A most simplistic explanation of how the economic problems of the middle-class has become an actual threat to their well-being.

Why I'm Not A Democrat...Or A Republican!

There is a whole lot not to like about either of the 2 major political parties.

Whatever Happened To Saturday Morning Cartoons?

Whatever happened to the Saturday morning cartoons we grew up with? A brief look into how they have become a thing of the past.

ADHD, ODD, And Other Assorted Bull****!

A look into the questionable way we as a nation over-diagnose behavioral "afflictions."

Saturday, March 27, 2010

The New Health Care Bill...A Cautious Congratulations

In the last 2 weeks, 2 events of great personal interest occurred. First, I was fortunate enough to have finally qualified for health care insurance from my current employer after nearly a decade of going without it. Second, the likelihood that most currently uninsured Americans will soon share my good fortune in regards to access to affordable health care insurance has increased after the U.S House of Representatives passed the Senate’s version of President Obama’s Patient Protection and Affordable Healthcare Act 2 Sundays ago; the president subsequently signed the bill into law the following Tuesday after its Congressional passing.
Because of my own experiences of having to go without healthcare coverage due to its inaffordability, the latter event marked a coming to pass of a policy which I have personally felt to be a societal necessity ever since I, as a 6th grader in the 1970s, remember asking one of my favorite teachers, “Why can’t poor people go to the hospital for free?”
While Americans—both poor and well-to-do alike—may not get free healthcare as a result of the bill, we will get the next best thing…the right (notice I didn’t say “opportunity”) to affordable healthcare, as well as holding traditional private insurance providers more accountable when they treat their policy holders like red-headed stepchildren.
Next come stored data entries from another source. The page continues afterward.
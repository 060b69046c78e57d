//! Error types for loading complexity reports

use std::path::PathBuf;
use thiserror::Error;

/// Errors that can occur while loading a report
#[derive(Error, Debug)]
pub enum ProfilerError {
    #[error("Report not found: {}", path.display())]
    FileNotFound { path: PathBuf },

    #[error("Failed to parse {}: {message}", path.display())]
    Parse { path: PathBuf, message: String },

    #[error("Invalid entry #{index} for '{file}' in {}: {message}", path.display())]
    InvalidEntry {
        path: PathBuf,
        file: String,
        index: usize,
        message: String,
    },

    #[error("IO error reading {}: {source}", path.display())]
    Io {
        path: PathBuf,
        #[source]
        source: std::io::Error,
    },
}

pub type Result<T> = std::result::Result<T, ProfilerError>;
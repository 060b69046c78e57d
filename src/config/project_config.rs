//! Project-level configuration support
//!
//! Loads `cc-optimize.toml` from the working directory, or from an
//! explicit `--config` path.
//!
//! # Configuration Format
//!
//! ```toml
//! [defaults]
//! format = "text"        # text, json, markdown
//! threshold = 10         # forced minimum CC (omit to use file means)
//! fail_on_flags = false  # exit 1 when anything is flagged
//! output = "cc-report.md"
//! ```

use anyhow::Context;
use serde::Deserialize;
use std::path::{Path, PathBuf};
use tracing::{debug, warn};

pub const CONFIG_FILE_NAME: &str = "cc-optimize.toml";

/// Template written by `cc-optimize init`
pub const DEFAULT_CONFIG: &str = r#"# cc-optimize configuration

[defaults]
# Output format (text, json, markdown)
format = "text"

# Forced minimum CC value. When unset, each signature is compared against
# its file's mean complexity (module mean for single-signature files).
# threshold = 10

# Exit with code 1 when any signature is flagged
fail_on_flags = false

# Write the report to a file instead of stdout
# output = "cc-report.txt"
"#;

/// Project-level configuration loaded from cc-optimize.toml
#[derive(Debug, Clone, Deserialize, Default)]
pub struct ProjectConfig {
    /// Default CLI flags
    #[serde(default)]
    pub defaults: CliDefaults,
}

/// Default CLI flags that can be set in project config
#[derive(Debug, Clone, Deserialize, Default)]
pub struct CliDefaults {
    /// Default output format (text, json, markdown)
    #[serde(default)]
    pub format: Option<String>,

    /// Forced minimum CC value
    #[serde(default)]
    pub threshold: Option<f64>,

    /// Exit non-zero when flags exist
    #[serde(default)]
    pub fail_on_flags: Option<bool>,

    /// Default output file
    #[serde(default)]
    pub output: Option<PathBuf>,
}

/// Load `cc-optimize.toml` from `dir`.
///
/// Returns default configuration if the file is missing or broken.
pub fn load_project_config(dir: &Path) -> ProjectConfig {
    let path = dir.join(CONFIG_FILE_NAME);
    if !path.exists() {
        debug!("No project config found, using defaults");
        return ProjectConfig::default();
    }

    match load_config_file(&path) {
        Ok(config) => {
            debug!("Loaded project config from {}", path.display());
            config
        }
        Err(e) => {
            warn!("Failed to load {}: {:#}", path.display(), e);
            ProjectConfig::default()
        }
    }
}

/// Load configuration from an explicit TOML file
pub fn load_config_file(path: &Path) -> anyhow::Result<ProjectConfig> {
    let content = std::fs::read_to_string(path)
        .with_context(|| format!("Failed to read config {}", path.display()))?;
    let config: ProjectConfig = toml::from_str(&content)
        .with_context(|| format!("Invalid config {}", path.display()))?;

    if let Some(t) = config.defaults.threshold {
        if !t.is_finite() || t < 0.0 {
            anyhow::bail!(
                "Invalid config {}: threshold must be a non-negative number, got {}",
                path.display(),
                t
            );
        }
    }

    Ok(config)
}
//! Configuration module for cc-optimize
//!
//! Handles the project-level `cc-optimize.toml`, which supplies
//! defaults for report flags.

mod project_config;

pub use project_config::{
    load_config_file, load_project_config, CliDefaults, ProjectConfig, CONFIG_FILE_NAME,
    DEFAULT_CONFIG,
};
//! Profiler session: one loaded report at a time
//!
//! Holds the current source path together with its records. A reload
//! parses into a fresh dataset first and swaps only on success, so a
//! failed load leaves the previous report in place.

use crate::error::Result;
use crate::flagger;
use crate::loader::{self, LoadedReport};
use crate::models::{ComplexityReport, SignatureRecord, SkippedFile};
use std::path::{Path, PathBuf};
use tracing::info;

#[derive(Debug, Clone)]
pub struct ProfilerSession {
    source: PathBuf,
    records: Vec<SignatureRecord>,
    skipped: Vec<SkippedFile>,
}

impl ProfilerSession {
    /// Load the report at `path` into a new session.
    pub fn open(path: impl AsRef<Path>) -> Result<Self> {
        let path = path.as_ref();
        let loaded = loader::load_report(path)?;
        Ok(Self::from_loaded(path.to_path_buf(), loaded))
    }

    fn from_loaded(source: PathBuf, loaded: LoadedReport) -> Self {
        info!(
            "Loaded {} signatures from {}",
            loaded.records.len(),
            source.display()
        );
        Self {
            source,
            records: loaded.records,
            skipped: loaded.skipped,
        }
    }

    /// Replace the current report with the one at `path`.
    pub fn load(&mut self, path: impl AsRef<Path>) -> Result<()> {
        let path = path.as_ref();
        let loaded = loader::load_report(path)?;
        *self = Self::from_loaded(path.to_path_buf(), loaded);
        Ok(())
    }

    /// Flag signatures in the current report.
    pub fn run_report(&self, override_threshold: Option<f64>) -> ComplexityReport {
        flagger::run_search(&self.records, override_threshold)
    }

    /// Owned copy of the loaded records.
    pub fn raw_data(&self) -> Vec<SignatureRecord> {
        self.records.clone()
    }

    pub fn current_file_name(&self) -> &Path {
        &self.source
    }

    pub fn skipped_files(&self) -> &[SkippedFile] {
        &self.skipped
    }
}
//! CLI command definitions and handlers

mod init;
mod records;
mod report;

use crate::config::{self, ProjectConfig};
use anyhow::Result;
use clap::{Args, Parser, Subcommand};
use std::path::{Path, PathBuf};

/// Parse and validate a forced minimum CC value
fn parse_threshold(s: &str) -> Result<f64, String> {
    let t: f64 = s
        .parse()
        .map_err(|_| format!("'{}' is not a valid number", s))?;
    if !t.is_finite() {
        Err("threshold must be a finite number".to_string())
    } else if t < 0.0 {
        Err("threshold cannot be negative".to_string())
    } else {
        Ok(t)
    }
}

/// cc-optimize - flag complex functions in radon reports
#[derive(Parser, Debug)]
#[command(name = "cc-optimize")]
#[command(
    version,
    about = "Flag functions and methods with high cyclomatic complexity in radon JSON reports",
    long_about = "Reads a `radon cc --json` report and flags functions and methods whose \
complexity exceeds their file's mean (or the module mean for files holding a single \
signature). Pass --threshold to compare everything against a fixed value instead. \
Classes are never flagged.\n\n\
Run without a subcommand to report on cc.json in the current directory:\n  \
cc-optimize",
    after_help = "\
Examples:
  radon cc -j src > cc.json
  cc-optimize                                 Report on ./cc.json
  cc-optimize report cc.json --threshold 10   Flag everything above CC 10
  cc-optimize report cc.json -f markdown -o cc.md
  cc-optimize report cc.json --fail-on-flags  Exit code 1 if anything is flagged
  cc-optimize records cc.json                 Dump loaded records as JSON"
)]
pub struct Cli {
    /// Path to the radon JSON report
    #[arg(global = true, value_name = "REPORT", default_value = "cc.json")]
    pub path: PathBuf,

    /// Log level (error, warn, info, debug, trace)
    #[arg(long, global = true, default_value = "warn", value_parser = ["error", "warn", "info", "debug", "trace"])]
    pub log_level: String,

    /// Config file (default: ./cc-optimize.toml if present)
    #[arg(long, global = true)]
    pub config: Option<PathBuf>,

    #[command(subcommand)]
    pub command: Option<Commands>,
}

#[derive(Subcommand, Debug)]
pub enum Commands {
    /// Flag high-complexity signatures (default command)
    Report(ReportArgs),

    /// Print the loaded signature records as JSON
    Records,

    /// Write a cc-optimize.toml with example settings
    Init,
}

#[derive(Args, Debug, Default, Clone)]
pub struct ReportArgs {
    /// Forced minimum CC value; overrides file and module means
    #[arg(long, short = 't', value_parser = parse_threshold)]
    pub threshold: Option<f64>,

    /// Output format: text, json, markdown (or md)
    #[arg(long, short = 'f', value_parser = ["text", "txt", "json", "markdown", "md"])]
    pub format: Option<String>,

    /// Output file path (default: stdout)
    #[arg(long, short = 'o')]
    pub output: Option<PathBuf>,

    /// Exit with code 1 if any signature is flagged
    #[arg(long)]
    pub fail_on_flags: bool,
}

/// Report settings after merging CLI flags over config defaults
#[derive(Debug, Clone, PartialEq)]
pub(crate) struct ReportSettings {
    pub threshold: Option<f64>,
    pub format: String,
    pub output: Option<PathBuf>,
    pub fail_on_flags: bool,
}

impl ReportSettings {
    fn resolve(args: ReportArgs, project_config: &ProjectConfig) -> Self {
        let defaults = &project_config.defaults;
        Self {
            threshold: args.threshold.or(defaults.threshold),
            format: args
                .format
                .or_else(|| defaults.format.clone())
                .unwrap_or_else(|| "text".to_string()),
            output: args.output.or_else(|| defaults.output.clone()),
            fail_on_flags: args.fail_on_flags || defaults.fail_on_flags.unwrap_or(false),
        }
    }
}

fn load_config(explicit: Option<&Path>) -> Result<ProjectConfig> {
    match explicit {
        Some(path) => config::load_config_file(path),
        None => Ok(config::load_project_config(Path::new("."))),
    }
}

/// Run the CLI with parsed arguments
pub fn run(cli: Cli) -> Result<()> {
    match cli.command {
        Some(Commands::Init) => init::run(Path::new(".")),

        Some(Commands::Records) => records::run(&cli.path),

        Some(Commands::Report(args)) => {
            let project_config = load_config(cli.config.as_deref())?;
            report::run(&cli.path, ReportSettings::resolve(args, &project_config))
        }

        None => {
            let project_config = load_config(cli.config.as_deref())?;
            report::run(
                &cli.path,
                ReportSettings::resolve(ReportArgs::default(), &project_config),
            )
        }
    }
}
//! Init command - write a starter cc-optimize.toml

use crate::config::{CONFIG_FILE_NAME, DEFAULT_CONFIG};
use anyhow::{Context, Result};
use console::style;
use std::path::Path;

/// Run the init command
pub(crate) fn run(dir: &Path) -> Result<()> {
    let config_path = dir.join(CONFIG_FILE_NAME);
    if config_path.exists() {
        println!(
            "{} Already initialized at {}",
            style("✓").green(),
            style(config_path.display()).cyan()
        );
        return Ok(());
    }

    std::fs::write(&config_path, DEFAULT_CONFIG)
        .with_context(|| format!("Failed to create {}", config_path.display()))?;
    println!(
        "{} Created {}",
        style("✓").green(),
        style(config_path.display()).cyan()
    );
    Ok(())
}
//! cc-optimize - flag high cyclomatic complexity in radon reports
//!
//! Loads a `radon cc --json` report into a [`session::ProfilerSession`] and
//! flags functions and methods whose complexity exceeds their file's mean,
//! the module mean, or a forced threshold.

pub mod cli;
pub mod config;
pub mod error;
pub mod flagger;
pub mod loader;
pub mod models;
pub mod reporters;
pub mod session;

pub use error::{ProfilerError, Result};
pub use models::{ComplexityReport, SignatureRecord};
pub use session::ProfilerSession;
Among the heretofore unknown benefits of the new law include:

-Adult children of insured parents are now able to stay on their parents’ policies until they are 26 years of age, helping to reduce the number of college students without coverage.

-Insurance companies will now be prohibited from dropping (canceling your policy) if you become ill.

-Children (and by 2014, adults) will be prohibited from denying health care coverage because of pre-existing conditions.

-Insurance companies will no longer be allowed to cap coverage on expensive care due to long- lasting illnesses.



Watch CBS News Videos Online

(for more details on what policy changes are in the new health care bill, and how the new law may affect you, click on the following links):
1. “Health Care: How You Will Affected By Reform Changes”
http://www.ajc.com/news/health-care/health-care-how-will-409705.html
2. “Ten Ways The New Healthcare Bill May Affect You.” http://finance.yahoo.com/family-home/article/109178/10-ways-the-new-healthcare-bill-may-affect-you?mod=family-love_money
3. New Healthcare Bill Pro And Cons: It Expands Benefits Now, Cuts Them Later.” http://www.csmonitor.com/Money/Donald-Marron/2010/0322/New-healthcare-bill-pros-and-cons-It-expands-benefits-now-cuts-them-later


Aside from the immediate and tangible benefits of the new healthcare bill, the Congressional Budget Office confirmed that the economic result of the new legislation will yield a reduction in the nation’s budget deficit to the tune of some $140 billion over the next 10 years.
But as is often in the world of politics and ideology, people will find a way to disagree with even the most well-meaning of policies. In the last few weeks, the offices of both Republican and Democratic Congressmen have been vandalized (even shot at), anti-tax-n-spend activists have been making waves using red-baiting and other rhetoric-based tactics, and media-savvy Free Market ideologues have attacked the new bill as the start of Americas decline into a socialist dictatorship. Those who supported the bill’s passing in Congress have been slandered with racial and homophobic epithets. Even before the bill became law, there were dozens of raucous public forums on the proposed policy, some resulting in arrests and innuendoes of threats by those who saw the bill as akin to a threat to personal liberties. The rest of the Free World must be scratching its collective heads trying to understand why such a laudable policy change, especially with so many people benefiting from it, would yield so much animus and animosity.
It’s hard to say. In a country where people believed (and many still do) in a conspiracy of an impending One-World-Government heralded by the arrival of a massive fleet of unmarked United Nations helicopters, people can justify just about any position, even as it relates to something as positive as universal affordability in health care coverage. Most of the rhetoric against the new bill is anecdotal and/or ideologically based…nothing substantive against the mechanics of the bill itself. Ostensibly, opponents of the policy like to cite the new law’s requirement that all Americans be mandated to purchase insurance as an intrusion on personal and/or civil liberties. But is this requirement any more of an “intrusion” than the policy in nearly all 50 states that people be mandated to purchase automobile insurance? Are we so trapped in a particular way of thinking that we cannot see that many of the unfounded fears about aspects of the new healthcare law have been a part of either state or federal law for decades? Well, the new law is here and still, America is the bastion of Free Market opportunity that it has always been; the sky has not fallen, and socialism is not the economic model for business.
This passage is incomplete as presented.